少しおんびりとした 若い女性で、パン屋さんの二階に下宿して、洋裁の仕立てをして生計を立てているのが、主人公の初子さん。
このパン屋の夫妻も、アンパンとクリームパンのみ販売していて、時々 中身を入れ間違うという人間味あふれる人物。
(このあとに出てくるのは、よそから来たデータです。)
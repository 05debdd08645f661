//! Front-matter splitting for Markdown posts.
//!
//! A post may start with a YAML block fenced by `---` lines:
//!
//! ```text
//! ---
//! title: Hi
//! date: 2024-1-5
//! tags: [a, b]
//! ---
//! # Hello
//! ```
//!
//! Files without the fence are all body and get empty metadata.

use regex::Regex;
use serde_yaml::{Mapping, Value};
use std::sync::OnceLock;
use thiserror::Error;

#[derive(Error, Debug)]
pub enum FrontmatterError {
    #[error("Invalid YAML front matter: {0}")]
    Yaml(#[from] serde_yaml::Error),
}

static FRONTMATTER_REGEX: OnceLock<Regex> = OnceLock::new();

fn frontmatter_regex() -> &'static Regex {
    FRONTMATTER_REGEX.get_or_init(|| {
        Regex::new(r"(?s)\A---[ \t]*\r?\n(?:(.*?)\r?\n)?---[ \t]*(?:\r?\n(.*))?\z")
            .expect("front matter pattern is valid")
    })
}

/// Metadata block of a post. Keys are kept as written.
#[derive(Debug, Clone, Default, PartialEq)]
pub struct FrontMatter {
    fields: Mapping,
}

impl FrontMatter {
    /// Raw value for `key`, if present and not null.
    pub fn get(&self, key: &str) -> Option<&Value> {
        self.fields.get(key).filter(|v| !v.is_null())
    }

    /// Scalar value for `key` rendered as text.
    ///
    /// Strings, numbers and booleans are stringified. Empty strings and
    /// `false` count as absent so callers can fall back to a default.
    pub fn text(&self, key: &str) -> Option<String> {
        match self.get(key)? {
            Value::String(s) if !s.is_empty() => Some(s.clone()),
            Value::Number(n) => Some(n.to_string()),
            Value::Bool(true) => Some("true".to_string()),
            Value::Tagged(tagged) => scalar_text(&tagged.value),
            _ => None,
        }
    }

    pub fn is_empty(&self) -> bool {
        self.fields.is_empty()
    }
}

/// Stringify a YAML scalar; sequences and mappings yield `None`.
pub fn scalar_text(value: &Value) -> Option<String> {
    match value {
        Value::String(s) => Some(s.clone()),
        Value::Number(n) => Some(n.to_string()),
        Value::Bool(b) => Some(b.to_string()),
        Value::Tagged(tagged) => scalar_text(&tagged.value),
        _ => None,
    }
}

/// Split `content` into front matter and body.
///
/// Returns empty metadata and the whole input when no fence is present. A
/// fenced block that is not a YAML mapping also yields empty metadata.
pub fn split_frontmatter(content: &str) -> Result<(FrontMatter, &str), FrontmatterError> {
    let Some(captures) = frontmatter_regex().captures(content) else {
        return Ok((FrontMatter::default(), content));
    };

    let yaml = captures.get(1).map_or("", |m| m.as_str());
    let body = captures.get(2).map_or("", |m| m.as_str());

    let fields = match serde_yaml::from_str::<Value>(yaml)? {
        Value::Mapping(map) => map,
        _ => Mapping::new(),
    };

    Ok((FrontMatter { fields }, body))
}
30年前には こんな生き方をしていた人が多くいたのだ。
なつかしかった。
著者はまだ35歳。
「初子さん」に登場するパン屋の娘のモデルかなあと思われる。
でも、この女の子は小学校一年生なのに、学校から家への帰り、いつも迷子になるような素朴な少女。
読んでいて ほっとする時代を感じさせてくれました。
2004年の第99回文学界新人賞受賞の作品。著者は短い間に、こんなに賞に恵まれた天才作家かも・・。
これから 期待してます。
【写真】第143回芥川賞・直木賞受賞者決定を報じる日経新聞2010.7.16.号。 赤染 晶子・著 『 うつつ・うつら 』 文藝春秋・刊。2007.5.10.第1刷発行。@1200e 初出:『初子さん』:「文学界」2004年12月号。『うつつ・うつら』:「文学界」2005年10月号。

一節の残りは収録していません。